The decision to list this building, regarded as one of the earliest – and purest - examples of New Brutalism, has been taken following advice from English Heritage, the Government's expert advisors on the built environment.

As the only architect-designed theatre workshop ever built in Britain, it was designed to a unique brief by a leading architectural practise, in 1957-58 to the design of Lyons Israel Ellis.  It brought together scenery workshops, wardrobe stores and offices, previously inconveniently dispersed around London, on a single site adjoining the Old Vic.

Culture Minister David Lammy said:

"The studio is considered an important example in Britain of "New Brutalism", an architectural development of the mid-twentieth century characterised by massive form and scant exterior decoration.

"The studio has historical significance too.  Its association with the Old Vic, the home of the National Theatre until 1976, also adds strong group value and, as the only architect-designed theatre workshop in Britain, there is a good case for giving it the extra protection that listing affords."

Notes to Editors

1.  Edward Lyons and Lawrence Israel established their practice in 1932, joined by Tom Ellis in 1947. This was one of the most influential post-war practices specialising in education, public housing and healthcare.

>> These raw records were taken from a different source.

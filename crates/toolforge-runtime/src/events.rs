//! Runtime event bus.
//!
//! Lifecycle, recovery and error events are published to a
//! [`tokio::sync::broadcast`] channel.  Consumers call
//! [`EventBus::subscribe`] and own their receiver; dropping it unsubscribes.
//!
//! Events are wrapped in [`Arc`] so broadcasting to many subscribers does not
//! clone the payload.
//!
//! ```rust,no_run
//! # use toolforge_runtime::events::{EventBus, RuntimeEvent};
//! # async fn example() {
//! let bus = EventBus::new(64);
//! let mut rx = bus.subscribe();
//!
//! bus.publish(RuntimeEvent::ModuleUnloaded {
//!     module_id: "json-formatter".into(),
//! });
//!
//! let event = rx.recv().await.unwrap();
//! # }
//! ```

use std::sync::Arc;
use std::time::Duration;

use serde::{Deserialize, Serialize};
use tokio::sync::broadcast;

use crate::classifier::ErrorReport;
use crate::error::ErrorCode;

/// Default channel capacity.
pub const DEFAULT_EVENT_CAPACITY: usize = 256;

// ---------------------------------------------------------------------------
// Event types
// ---------------------------------------------------------------------------

/// Something observable happened inside the runtime.
#[derive(Debug, Clone, PartialEq, Serialize, Deserialize)]
#[serde(tag = "event", rename_all = "snake_case")]
pub enum RuntimeEvent {
    /// A module finished loading and is cached.
    ModuleLoaded {
        module_id: String,
        version: String,
        /// Time spent materializing and initializing.
        load_time: Duration,
    },

    /// A loaded module was disposed and evicted.
    ModuleUnloaded { module_id: String },

    /// A descriptor was added or replaced in the registry.
    ModuleRegistered { module_id: String, version: String },

    /// A descriptor was replaced by a newer version from the update source.
    ModuleUpdated {
        module_id: String,
        from_version: String,
        to_version: String,
    },

    /// A failed call will be retried after `delay`.
    RetryScheduled {
        module_id: String,
        /// 1-based retry number.
        attempt: u32,
        delay: Duration,
        /// Code of the failure being retried.
        code: ErrorCode,
    },

    /// A module's circuit breaker tripped.
    CircuitOpened {
        module_id: String,
        consecutive_failures: u32,
    },

    /// A module's circuit breaker closed after a successful trial call.
    CircuitClosed { module_id: String },

    /// A fallback module is being tried in place of a failing primary.
    FallbackInvoked { primary: String, fallback: String },

    /// A call failed; the report carries the normalized error.
    ErrorReported(ErrorReport),
}

// ---------------------------------------------------------------------------
// Bus
// ---------------------------------------------------------------------------

/// Publish/subscribe channel for [`RuntimeEvent`]s.
///
/// Cheaply cloneable; all clones publish to the same subscribers.
#[derive(Clone)]
pub struct EventBus {
    inner: Arc<EventBusInner>,
}

struct EventBusInner {
    sender: broadcast::Sender<Arc<RuntimeEvent>>,
}

impl EventBus {
    /// Create a bus with the given channel capacity.
    ///
    /// A subscriber that falls more than `capacity` events behind receives
    /// [`broadcast::error::RecvError::Lagged`].
    #[must_use]
    pub fn new(capacity: usize) -> Self {
        let (sender, _) = broadcast::channel(capacity.max(1));
        Self {
            inner: Arc::new(EventBusInner { sender }),
        }
    }

    /// Publish to all current subscribers and return how many will see it.
    ///
    /// With no subscribers the event is dropped.
    pub fn publish(&self, event: RuntimeEvent) -> usize {
        match self.inner.sender.send(Arc::new(event)) {
            Ok(n) => {
                tracing::trace!(receivers = n, "runtime event published");
                n
            }
            Err(_) => 0,
        }
    }

    /// Subscribe to events published from now on.  Earlier events are not
    /// replayed.
    pub fn subscribe(&self) -> broadcast::Receiver<Arc<RuntimeEvent>> {
        self.inner.sender.subscribe()
    }

    pub fn subscriber_count(&self) -> usize {
        self.inner.sender.receiver_count()
    }
}

impl Default for EventBus {
    fn default() -> Self {
        Self::new(DEFAULT_EVENT_CAPACITY)
    }
}

impl std::fmt::Debug for EventBus {
    fn fmt(&self, f: &mut std::fmt::Formatter<'_>) -> std::fmt::Result {
        f.debug_struct("EventBus")
            .field("subscribers", &self.subscriber_count())
            .finish()
    }
}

2.  The main purpose of listing a building is to ensure that care will be taken over decisions affecting its future, that any alterations respect the particular character and interest of the building, and that the case for its preservation is taken fully into account in considering the merits of any redevelopment proposals.

3.  English Heritage, statutory adviser on the historic environment, protects and provides advice on this country's unique legacy of historic buildings, landscapes and archaeological sites. It also manages over 400 sites and welcomes more than 11 million visitors to these each year.